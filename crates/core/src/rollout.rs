//! Rollout cohort selection and time-ramped rollout percentages.
//!
//! Cohort membership is decided by a 32-bit signed string-hash recurrence
//! over `"{clientId}-{releaseTag}"`. The arithmetic must stay fixed-width:
//! widening it to 64 bits would re-shuffle every in-progress rollout.

/// Rollout-ramp parameters carried by a release.
#[derive(Clone, Copy, Debug, Default, PartialEq)]
pub struct RolloutRamp {
    /// Percentage in `[0, 100]`; absent or 100 means fully rolled out.
    pub rollout: Option<f64>,
    pub hold_duration_minutes: Option<i64>,
    pub ramp_duration_minutes: Option<i64>,
    /// Epoch milliseconds of the release upload.
    pub upload_time: Option<i64>,
}

/// Hash a client/release identifier with the recurrence
/// `h <- (h << 5) - h + codepoint`, in wrapping 32-bit two's complement.
/// The empty string hashes to 0.
pub fn hash_identifier(input: &str) -> i32 {
    let mut hash: i32 = 0;
    for ch in input.chars() {
        hash = hash
            .wrapping_shl(5)
            .wrapping_sub(hash)
            .wrapping_add(ch as i32);
    }
    hash
}

/// Whether `client_id` falls inside the rollout cohort of size `rollout`
/// (a percentage) for the release identified by `tag`.
pub fn is_selected_for_rollout(client_id: &str, rollout: f64, tag: &str) -> bool {
    let identifier = format!("{client_id}-{tag}");
    ((hash_identifier(&identifier).unsigned_abs() % 100) as f64) < rollout
}

/// A rollout is unfinished iff a percentage is present and not yet 100.
pub fn is_unfinished_rollout(rollout: Option<f64>) -> bool {
    matches!(rollout, Some(r) if r != 100.0)
}

/// The rollout percentage in effect at `now_ms`, growing from the configured
/// base at hold-expiry to 100 at ramp-expiry. Monotonically non-decreasing in
/// `now_ms`; the ramped value is rounded to three decimal places.
pub fn effective_rollout(ramp: &RolloutRamp, now_ms: i64) -> f64 {
    let Some(rollout) = ramp.rollout else {
        return 100.0;
    };
    if !is_unfinished_rollout(Some(rollout)) {
        return rollout;
    }

    let base = rollout;
    let hold_ms = ramp.hold_duration_minutes.unwrap_or(0).saturating_mul(60_000);
    let ramp_ms = ramp.ramp_duration_minutes.unwrap_or(0).saturating_mul(60_000);
    let Some(upload_time) = ramp.upload_time else {
        return base;
    };

    let elapsed = now_ms.saturating_sub(upload_time);
    let within_hold = (hold_ms > 0 && elapsed < hold_ms) || (hold_ms == 0 && elapsed < 0);
    if within_hold || ramp_ms <= 0 {
        return base;
    }

    let progress = ((elapsed.saturating_sub(hold_ms)) as f64 / ramp_ms as f64).clamp(0.0, 1.0);
    let computed = base + (100.0 - base) * progress;
    let rounded = (computed * 1000.0).round() / 1000.0;
    rounded.clamp(base, 100.0)
}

+ + + + + + +

● **Task prompt**
Working from the records above, write out verbatim only the lines from the line containing "hashes to 0." through the line containing "not yet 100.".

● **Written response**
/// The empty string hashes to 0.
pub fn hash_identifier(input: &str) -> i32 {
    let mut hash: i32 = 0;
    for ch in input.chars() {
        hash = hash
            .wrapping_shl(5)
            .wrapping_sub(hash)
            .wrapping_add(ch as i32);
    }
    hash
}

/// Whether `client_id` falls inside the rollout cohort of size `rollout`
/// (a percentage) for the release identified by `tag`.
pub fn is_selected_for_rollout(client_id: &str, rollout: f64, tag: &str) -> bool {
    let identifier = format!("{client_id}-{tag}");
    ((hash_identifier(&identifier).unsigned_abs() % 100) as f64) < rollout
}

/// A rollout is unfinished iff a percentage is present and not yet 100.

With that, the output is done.